Behold my powers...you ain't seen nothing yet.


----------



## Edd (Feb 6, 2012)

Ok, I was wrong. Beautiful day.


----------



## ScottySkis (Feb 6, 2012)

Josh from Mad River blog saying good chances of snow events next weekend looking good.


----------



## wa-loaf (Feb 6, 2012)

Scotty said:


> Josh from Mad River blog saying good chances of snow events next weekend looking good.



Meh, All winter we've been hearing a weather change is a week out. I'll believe it when I'm shoveling my driveway out.


----------



## rocojerry (Feb 6, 2012)

wa-loaf said:


> Meh, All winter we've been hearing a weather change is a week out. I'll believe it when I'm shoveling my driveway out.



I'm not even sure where my shovel is, used it sometime last March I think....


----------



## ScottySkis (Feb 6, 2012)

rocojerry said:


> I'm not even sure where my shovel is, used it sometime last March I think....


 I know the only time I used my shovel this winter was after the hurricane hit us and i shoveled out my dads spot, sad i haven't used since then.


----------



## ALLSKIING (Feb 6, 2012)

Scotty said:


> I know the only time I used my shovel this winter was after the hurricane hit us and i shoveled out my dads spot, sad i haven't used since then.

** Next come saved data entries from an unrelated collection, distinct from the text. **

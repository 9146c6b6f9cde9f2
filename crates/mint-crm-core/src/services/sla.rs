// Copyright (C) 2025 MINT CRM contributors
// SPDX-License-Identifier: AGPL-3.0-or-later
//! SLA metrics for a case.

use chrono::{DateTime, Utc};
use serde::Serialize;
use sqlx::PgPool;

use crate::db;
use crate::models::{Case, CaseStatus};

/// SLA view of a case at a point in time. Durations are in seconds.
#[derive(Debug, Clone, PartialEq, Eq, Serialize)]
pub struct SlaReport {
    pub case_id: i64,
    pub case_number: String,
    pub first_response_time: Option<i64>,
    pub resolution_time: Option<i64>,
    pub sla_deadline: DateTime<Utc>,
    pub is_overdue: bool,
    pub sla_breach: bool,
    pub priority_score: i32,
}

impl SlaReport {
    pub fn for_case(case: &Case, now: DateTime<Utc>) -> Self {
        Self {
            case_id: case.id,
            case_number: case.case_number.clone(),
            first_response_time: case.first_response_secs,
            resolution_time: case.resolution_secs,
            sla_deadline: case.sla_deadline(),
            is_overdue: case.is_overdue(now),
            sla_breach: case.sla_breach(now),
            priority_score: case.priority_score(),
        }
    }
}

/// Whether a case was closed out inside its SLA window. Unresolved cases
/// count as met until the deadline passes.
pub fn met_sla(case: &Case, now: DateTime<Utc>) -> bool {
    match case.resolved_at {
        Some(resolved) => resolved <= case.sla_deadline(),
        None => {
            !matches!(case.status, CaseStatus::Resolved | CaseStatus::Closed)
                && !case.sla_breach(now)
        }
    }
}

/// Recompute and store the SLA metrics of a case, then report them.
pub async fn refresh(
    pool: &PgPool,
    case_id: i64,
    now: DateTime<Utc>,
) -> crate::Result<Option<SlaReport>> {
    let case = db::cases::refresh_sla_metrics(pool, case_id).await?;
    Ok(case.map(|c| SlaReport::for_case(&c, now)))
}
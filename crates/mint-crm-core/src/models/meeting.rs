// Copyright (C) 2025 MINT CRM contributors
// SPDX-License-Identifier: AGPL-3.0-or-later
//! Meetings, categories, attendance, reminders and reusable templates.

use chrono::{DateTime, Duration, Utc};
use serde::{Deserialize, Serialize};

use super::Priority;

crm_enum! {
    pub enum MeetingType {
        #[default]
        Internal => ("internal", "Internal Meeting"),
        Client => ("client", "Client Meeting"),
        Sales => ("sales", "Sales Meeting"),
        Support => ("support", "Support Meeting"),
        Training => ("training", "Training Session"),
        Review => ("review", "Review Meeting"),
        Other => ("other", "Other"),
    }
}

crm_enum! {
    pub enum MeetingStatus {
        #[default]
        Scheduled => ("scheduled", "Scheduled"),
        Confirmed => ("confirmed", "Confirmed"),
        InProgress => ("in_progress", "In Progress"),
        Completed => ("completed", "Completed"),
        Cancelled => ("cancelled", "Cancelled"),
        Rescheduled => ("rescheduled", "Rescheduled"),
    }
}

crm_enum! {
    pub enum LocationType {
        Physical => ("physical", "Physical Location"),
        #[default]
        Virtual => ("virtual", "Virtual Meeting"),
        Hybrid => ("hybrid", "Hybrid"),
    }
}

crm_enum! {
    pub enum AttendanceStatus {
        #[default]
        Invited => ("invited", "Invited"),
        Accepted => ("accepted", "Accepted"),
        Declined => ("declined", "Declined"),
        Tentative => ("tentative", "Tentative"),
        Attended => ("attended", "Attended"),
        NoShow => ("no_show", "No Show"),
    }
}

impl AttendanceStatus {
    /// Statuses an attendee may pick when answering an invitation.
    pub fn is_rsvp(&self) -> bool {
        matches!(
            self,
            AttendanceStatus::Accepted | AttendanceStatus::Declined | AttendanceStatus::Tentative
        )
    }
}

crm_enum! {
    pub enum ReminderType {
        #[default]
        Email => ("email", "Email"),
        Sms => ("sms", "SMS"),
        Push => ("push", "Push Notification"),
        Calendar => ("calendar", "Calendar Reminder"),
    }
}

#[derive(Debug, Clone, Serialize, sqlx::FromRow)]
pub struct MeetingCategory {
    pub id: i64,
    pub name: String,
    pub color: String,
    pub description: String,
    pub is_active: bool,
    pub created_by_id: Option<i64>,
    pub created_at: DateTime<Utc>,
    pub updated_at: DateTime<Utc>,
}

#[derive(Debug, Clone, Default, Deserialize)]
pub struct MeetingCategoryInput {
    pub name: Option<String>,
    pub color: Option<String>,
    pub description: Option<String>,
    pub is_active: Option<bool>,
}

#[derive(Debug, Clone, Serialize, sqlx::FromRow)]
pub struct Meeting {
    pub id: i64,
    pub title: String,
    pub description: String,
    #[sqlx(try_from = "String")]
    pub meeting_type: MeetingType,
    #[sqlx(try_from = "String")]
    pub status: MeetingStatus,
    #[sqlx(try_from = "String")]
    pub priority: Priority,
    pub start_time: DateTime<Utc>,
    pub end_time: DateTime<Utc>,
    pub timezone: String,
    pub all_day: bool,
    pub location: String,
    #[sqlx(try_from = "String")]
    pub location_type: LocationType,
    pub meeting_url: String,
    pub organizer_id: i64,
    pub category_id: Option<i64>,
    pub case_id: Option<i64>,
    pub contact_id: Option<i64>,
    pub company_id: Option<i64>,
    pub is_recurring: bool,
    pub recurrence_rule: serde_json::Value,
    pub parent_meeting_id: Option<i64>,
    pub reminder_minutes: i32,
    pub send_reminders: bool,
    pub agenda: String,
    pub notes: String,
    pub outcome: String,
    pub is_active: bool,
    pub is_private: bool,
    pub created_at: DateTime<Utc>,
    pub updated_at: DateTime<Utc>,
}

impl Meeting {
    /// Length in minutes; all-day meetings count as a full day.
    pub fn duration_minutes(&self) -> i64 {
        if self.all_day {
            1440
        } else {
            (self.end_time - self.start_time).num_minutes()
        }
    }

    pub fn is_past(&self, now: DateTime<Utc>) -> bool {
        self.end_time < now
    }

    pub fn is_ongoing(&self, now: DateTime<Utc>) -> bool {
        self.start_time <= now && now <= self.end_time
    }

    pub fn is_upcoming(&self, now: DateTime<Utc>) -> bool {
        self.start_time > now
    }

    pub fn is_today(&self, now: DateTime<Utc>) -> bool {
        self.start_time.date_naive() == now.date_naive()
    }

    /// When reminders for this meeting fire.
    pub fn reminder_time(&self) -> DateTime<Utc> {
        self.start_time - Duration::minutes(i64::from(self.reminder_minutes))
    }
}

/// Meeting plus the computed flags returned by the API.
#[derive(Debug, Clone, Serialize)]
pub struct MeetingView {
    #[serde(flatten)]
    pub meeting: Meeting,
    pub duration_minutes: i64,
    pub is_past: bool,
    pub is_ongoing: bool,
    pub is_upcoming: bool,
    pub is_today: bool,
    pub attendee_ids: Vec<i64>,
}

impl MeetingView {
    pub fn new(meeting: Meeting, attendee_ids: Vec<i64>, now: DateTime<Utc>) -> Self {
        Self {
            duration_minutes: meeting.duration_minutes(),
            is_past: meeting.is_past(now),
            is_ongoing: meeting.is_ongoing(now),
            is_upcoming: meeting.is_upcoming(now),
            is_today: meeting.is_today(now),
            meeting,
            attendee_ids,
        }
    }
}

#[derive(Debug, Clone, Default, Deserialize)]
pub struct MeetingInput {
    pub title: Option<String>,
    pub description: Option<String>,
    pub meeting_type: Option<MeetingType>,
    pub status: Option<MeetingStatus>,
    pub priority: Option<Priority>,
    pub start_time: Option<DateTime<Utc>>,
    pub end_time: Option<DateTime<Utc>>,
    pub timezone: Option<String>,
    pub all_day: Option<bool>,
    pub location: Option<String>,
    pub location_type: Option<LocationType>,
    pub meeting_url: Option<String>,
    #[serde(default, deserialize_with = "super::nullable")]
    pub category_id: Option<Option<i64>>,
    #[serde(default, deserialize_with = "super::nullable")]
    pub case_id: Option<Option<i64>>,
    #[serde(default, deserialize_with = "super::nullable")]
    pub contact_id: Option<Option<i64>>,
    #[serde(default, deserialize_with = "super::nullable")]
    pub company_id: Option<Option<i64>>,
    pub is_recurring: Option<bool>,
    pub recurrence_rule: Option<serde_json::Value>,
    pub parent_meeting_id: Option<i64>,
    pub reminder_minutes: Option<i32>,
    pub send_reminders: Option<bool>,
    pub agenda: Option<String>,
    pub notes: Option<String>,
    pub outcome: Option<String>,
    pub is_active: Option<bool>,
    pub is_private: Option<bool>,
    pub attendee_ids: Option<Vec<i64>>,
}

impl MeetingInput {
    /// True when the update changes when or to whom reminders go.
    pub fn touches_reminders(&self) -> bool {
        self.start_time.is_some()
            || self.reminder_minutes.is_some()
            || self.send_reminders.is_some()
            || self.attendee_ids.is_some()
    }

    /// Checks the time window when both ends are known.
    pub fn validate_window(
        start: DateTime<Utc>,
        end: DateTime<Utc>,
    ) -> crate::Result<()> {
        if end <= start {
            return Err(crate::Error::validation(
                "End time must be after start time",
            ));
        }
        Ok(())
    }
}

#[derive(Debug, Clone, Default, Deserialize)]
pub struct MeetingFilter {
    pub meeting_type: Option<MeetingType>,
    pub status: Option<MeetingStatus>,
    pub priority: Option<Priority>,
    pub category: Option<i64>,
    pub organizer: Option<i64>,
    pub case: Option<i64>,
    pub contact: Option<i64>,
    pub company: Option<i64>,
    pub attendee: Option<i64>,
    pub start_after: Option<DateTime<Utc>>,
    pub start_before: Option<DateTime<Utc>>,
    pub end_before: Option<DateTime<Utc>>,
    pub search: Option<String>,
    pub ordering: Option<String>,
}

#[derive(Debug, Clone, Serialize, sqlx::FromRow)]
pub struct MeetingAttendance {
    pub id: i64,
    pub meeting_id: i64,
    pub user_id: i64,
    #[sqlx(try_from = "String")]
    pub status: AttendanceStatus,
    pub response_time: Option<DateTime<Utc>>,
    pub joined_at: Option<DateTime<Utc>>,
    pub left_at: Option<DateTime<Utc>>,
    pub notes: String,
    pub created_at: DateTime<Utc>,
    pub updated_at: DateTime<Utc>,
}

#[derive(Debug, Clone, Serialize, sqlx::FromRow)]
pub struct MeetingReminder {
    pub id: i64,
    pub meeting_id: i64,
    pub user_id: i64,
    #[sqlx(try_from = "String")]
    pub reminder_type: ReminderType,
    pub scheduled_for: DateTime<Utc>,
    pub sent_at: Option<DateTime<Utc>>,
    pub is_sent: bool,
    pub created_at: DateTime<Utc>,
}

#[derive(Debug, Clone, Serialize, sqlx::FromRow)]
pub struct MeetingTemplate {
    pub id: i64,
    pub name: String,
    pub description: String,
    #[sqlx(try_from = "String")]
    pub meeting_type: MeetingType,
    pub duration_minutes: i32,
    pub default_agenda: String,
    pub default_location: String,
    #[sqlx(try_from = "String")]
    pub default_location_type: LocationType,
    pub category_id: Option<i64>,
    pub is_active: bool,
    pub created_by_id: Option<i64>,
    pub created_at: DateTime<Utc>,
    pub updated_at: DateTime<Utc>,
}

#[derive(Debug, Clone, Default, Deserialize)]
pub struct MeetingTemplateInput {
    pub name: Option<String>,
    pub description: Option<String>,
    pub meeting_type: Option<MeetingType>,
    pub duration_minutes: Option<i32>,
    pub default_agenda: Option<String>,
    pub default_location: Option<String>,
    pub default_location_type: Option<LocationType>,
    pub category_id: Option<i64>,
    pub is_active: Option<bool>,
}

#[cfg(test)]
mod tests {
    use super::*;
    use chrono::TimeZone;

    fn meeting(start: DateTime<Utc>, minutes: i64) -> Meeting {
        Meeting {
            id: 1,
            title: "Weekly sync".into(),
            description: String::new(),
            meeting_type: MeetingType::Internal,
            status: MeetingStatus::Scheduled,
            priority: Priority::Medium,
            start_time: start,
            end_time: start + Duration::minutes(minutes),
            timezone: "UTC".into(),
            all_day: false,
            location: String::new(),
            location_type: LocationType::Virtual,
            meeting_url: String::new(),
            organizer_id: 1,
            category_id: None,
            case_id: None,
            contact_id: None,
            company_id: None,
            is_recurring: false,
            recurrence_rule: serde_json::json!({}),
            parent_meeting_id: None,
            reminder_minutes: 15,
            send_reminders: true,
            agenda: String::new(),
            notes: String::new(),
            outcome: String::new(),
            is_active: true,
            is_private: false,
            created_at: start,
            updated_at: start,
        }
    }

    #[test]
    fn test_duration_and_all_day() {
        let start = Utc.with_ymd_and_hms(2025, 3, 10, 9, 0, 0).unwrap();
        let mut m = meeting(start, 45);
        assert_eq!(m.duration_minutes(), 45);
        m.all_day = true;
        assert_eq!(m.duration_minutes(), 1440);
    }

    #[test]
    fn test_time_flags() {
        let start = Utc.with_ymd_and_hms(2025, 3, 10, 9, 0, 0).unwrap();
        let m = meeting(start, 60);

        let before = start - Duration::hours(1);
        assert!(m.is_upcoming(before) && !m.is_ongoing(before) && !m.is_past(before));

        let during = start + Duration::minutes(30);
        assert!(m.is_ongoing(during) && !m.is_upcoming(during));

        let after = start + Duration::hours(2);
        assert!(m.is_past(after) && m.is_today(after));

        assert!(!m.is_today(start + Duration::days(1)));
    }

    #[test]
    fn test_reminder_time() {
        let start = Utc.with_ymd_and_hms(2025, 3, 10, 9, 0, 0).unwrap();
        let m = meeting(start, 60);
        assert_eq!(m.reminder_time(), start - Duration::minutes(15));
    }

    #[test]
    fn test_window_validation() {
        let start = Utc.with_ymd_and_hms(2025, 3, 10, 9, 0, 0).unwrap();
        assert!(MeetingInput::validate_window(start, start).is_err());
        assert!(MeetingInput::validate_window(start, start + Duration::minutes(1)).is_ok());
    }

    #[test]
    fn test_rsvp_statuses() {
        assert!(AttendanceStatus::Accepted.is_rsvp());
        assert!(AttendanceStatus::Tentative.is_rsvp());
        assert!(!AttendanceStatus::Attended.is_rsvp());
    }
}
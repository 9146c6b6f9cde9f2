// Copyright (C) 2025 MINT CRM contributors
// SPDX-License-Identifier: AGPL-3.0-or-later
//! Meeting endpoints: visibility, attendance and templates.

#[macro_use]
mod common;

use axum::http::{Method, StatusCode};
use chrono::{Duration, Utc};
use serde_json::{Value, json};

use common::TestApp;
use mint_crm_core::models::UserRole;

async fn create_meeting(app: &TestApp, token: &str, body: Value) -> Value {
    let (status, meeting) = app.post("/api/meetings/", token, body).await;
    assert_eq!(status, StatusCode::CREATED, "{meeting}");
    meeting
}

#[tokio::test]
async fn test_create_meeting_invites_and_schedules_reminders() {
    skip_if_no_db!();
    let app = TestApp::new().await;
    let organizer = app.user(UserRole::Agent, "").await;
    let attendee = app.user(UserRole::Agent, "").await;
    let start = Utc::now() + Duration::days(2);

    let meeting = create_meeting(
        &app,
        &app.token(&organizer),
        json!({
            "title": "Quarterly review",
            "meeting_type": "review",
            "start_time": start,
            "end_time": start + Duration::minutes(45),
            "attendee_ids": [attendee.id],
        }),
    )
    .await;
    assert_eq!(meeting["organizer_id"], organizer.id);
    assert_eq!(meeting["duration_minutes"], 45);
    assert_eq!(meeting["is_upcoming"], true);
    assert_eq!(meeting["attendee_ids"], json!([attendee.id]));

    let (status, reminders) = app
        .get("/api/meeting-reminders/", &app.token(&attendee))
        .await;
    assert_eq!(status, StatusCode::OK);
    assert!(
        reminders["results"]
            .as_array()
            .unwrap()
            .iter()
            .any(|r| r["meeting_id"] == meeting["id"])
    );
}

#[tokio::test]
async fn test_end_before_start_is_rejected() {
    skip_if_no_db!();
    let app = TestApp::new().await;
    let organizer = app.user(UserRole::Agent, "").await;
    let start = Utc::now() + Duration::days(1);

    let (status, body) = app
        .post(
            "/api/meetings/",
            &app.token(&organizer),
            json!({
                "title": "Backwards",
                "start_time": start,
                "end_time": start - Duration::minutes(5),
            }),
        )
        .await;
    assert_eq!(status, StatusCode::BAD_REQUEST);
    assert_eq!(body["error"], "End time must be after start time");
}

#[tokio::test]
async fn test_private_meeting_hidden_from_outsiders() {
    skip_if_no_db!();
    let app = TestApp::new().await;
    let organizer = app.user(UserRole::Agent, "").await;
    let outsider = app.user(UserRole::Agent, "").await;
    let start = Utc::now() + Duration::hours(3);

    let meeting = create_meeting(
        &app,
        &app.token(&organizer),
        json!({
            "title": "Salary talk",
            "start_time": start,
            "end_time": start + Duration::minutes(30),
            "is_private": true,
        }),
    )
    .await;

    let (status, _) = app
        .get(&format!("/api/meetings/{}/", meeting["id"]), &app.token(&outsider))
        .await;
    assert_eq!(status, StatusCode::NOT_FOUND);
}

#[tokio::test]
async fn test_join_leave_and_respond() {
    skip_if_no_db!();
    let app = TestApp::new().await;
    let organizer = app.user(UserRole::Agent, "").await;
    let attendee = app.user(UserRole::Agent, "").await;
    let outsider = app.user(UserRole::Agent, "").await;
    let start = Utc::now() + Duration::minutes(10);

    let meeting = create_meeting(
        &app,
        &app.token(&organizer),
        json!({
            "title": "Standup",
            "start_time": start,
            "end_time": start + Duration::minutes(15),
            "attendee_ids": [attendee.id],
        }),
    )
    .await;
    let id = meeting["id"].as_i64().unwrap();
    let attendee_token = app.token(&attendee);

    let (status, body) = app
        .post(&format!("/api/meetings/{id}/join/"), &app.token(&outsider), json!({}))
        .await;
    assert_eq!(status, StatusCode::BAD_REQUEST);
    assert_eq!(body["error"], "You are not an attendee of this meeting");

    let (status, attendance) = app
        .post(&format!("/api/meetings/{id}/join/"), &attendee_token, json!({}))
        .await;
    assert_eq!(status, StatusCode::OK, "{attendance}");
    assert_eq!(attendance["status"], "attended");
    assert!(attendance["joined_at"].is_string());

    let (status, attendance) = app
        .post(&format!("/api/meetings/{id}/leave/"), &attendee_token, json!({}))
        .await;
    assert_eq!(status, StatusCode::OK);
    assert!(attendance["left_at"].is_string());

    let (status, _) = app
        .post(&format!("/api/meetings/{id}/leave/"), &app.token(&outsider), json!({}))
        .await;
    assert_eq!(status, StatusCode::NOT_FOUND);

    let respond = format!("/api/meeting-attendance/{}/respond/", attendance["id"]);
    let (status, _) = app
        .post(&respond, &attendee_token, json!({ "status": "no_show" }))
        .await;
    assert_eq!(status, StatusCode::BAD_REQUEST);
    let (status, body) = app
        .post(&respond, &attendee_token, json!({ "status": "accepted" }))
        .await;
    assert_eq!(status, StatusCode::OK);
    assert_eq!(body["status"], "accepted");
}

#[tokio::test]
async fn test_only_organizer_completes() {
    skip_if_no_db!();
    let app = TestApp::new().await;
    let organizer = app.user(UserRole::Agent, "").await;
    let attendee = app.user(UserRole::Agent, "").await;
    let start = Utc::now() - Duration::hours(1);

    let meeting = create_meeting(
        &app,
        &app.token(&organizer),
        json!({
            "title": "Retro",
            "start_time": start,
            "end_time": start + Duration::minutes(30),
            "attendee_ids": [attendee.id],
        }),
    )
    .await;
    let uri = format!("/api/meetings/{}/complete/", meeting["id"]);

    let (status, _) = app.post(&uri, &app.token(&attendee), json!({})).await;
    assert_eq!(status, StatusCode::FORBIDDEN);

    let (status, body) = app
        .request(Method::POST, &uri, Some(&app.token(&organizer)), None)
        .await;
    assert_eq!(status, StatusCode::OK, "{body}");
    assert_eq!(body["status"], "completed");
}

#[tokio::test]
async fn test_meeting_from_template_uses_duration() {
    skip_if_no_db!();
    let app = TestApp::new().await;
    let agent = app.user(UserRole::Agent, "").await;
    let token = app.token(&agent);

    let (status, template) = app
        .post(
            "/api/meeting-templates/",
            &token,
            json!({
                "name": "Onboarding call",
                "meeting_type": "client",
                "duration_minutes": 90,
                "default_agenda": "Intro, setup, Q&A",
            }),
        )
        .await;
    assert_eq!(status, StatusCode::CREATED, "{template}");

    let start = Utc::now() + Duration::days(3);
    let (status, meeting) = app
        .post(
            &format!("/api/meeting-templates/{}/create_meeting/", template["id"]),
            &token,
            json!({ "start_time": start }),
        )
        .await;
    assert_eq!(status, StatusCode::CREATED, "{meeting}");
    assert_eq!(meeting["title"], "Onboarding call");
    assert_eq!(meeting["duration_minutes"], 90);
    assert_eq!(meeting["meeting_type"], "client");
    assert_eq!(meeting["agenda"], "Intro, setup, Q&A");
}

Wait.....hurricanes bring snow


----------



## ScottySkis (Feb 6, 2012)

ALLSKIING said:


> Wait.....hurricanes bring snow



The big one that hit this past october, i think Plattekill got three plus feet of snow from it


----------



## andrec10 (Feb 6, 2012)

Scotty said:


> The big one that hit this past october, i think Plattekill got three plus feet of snow from it



You mean the Snowicane!


----------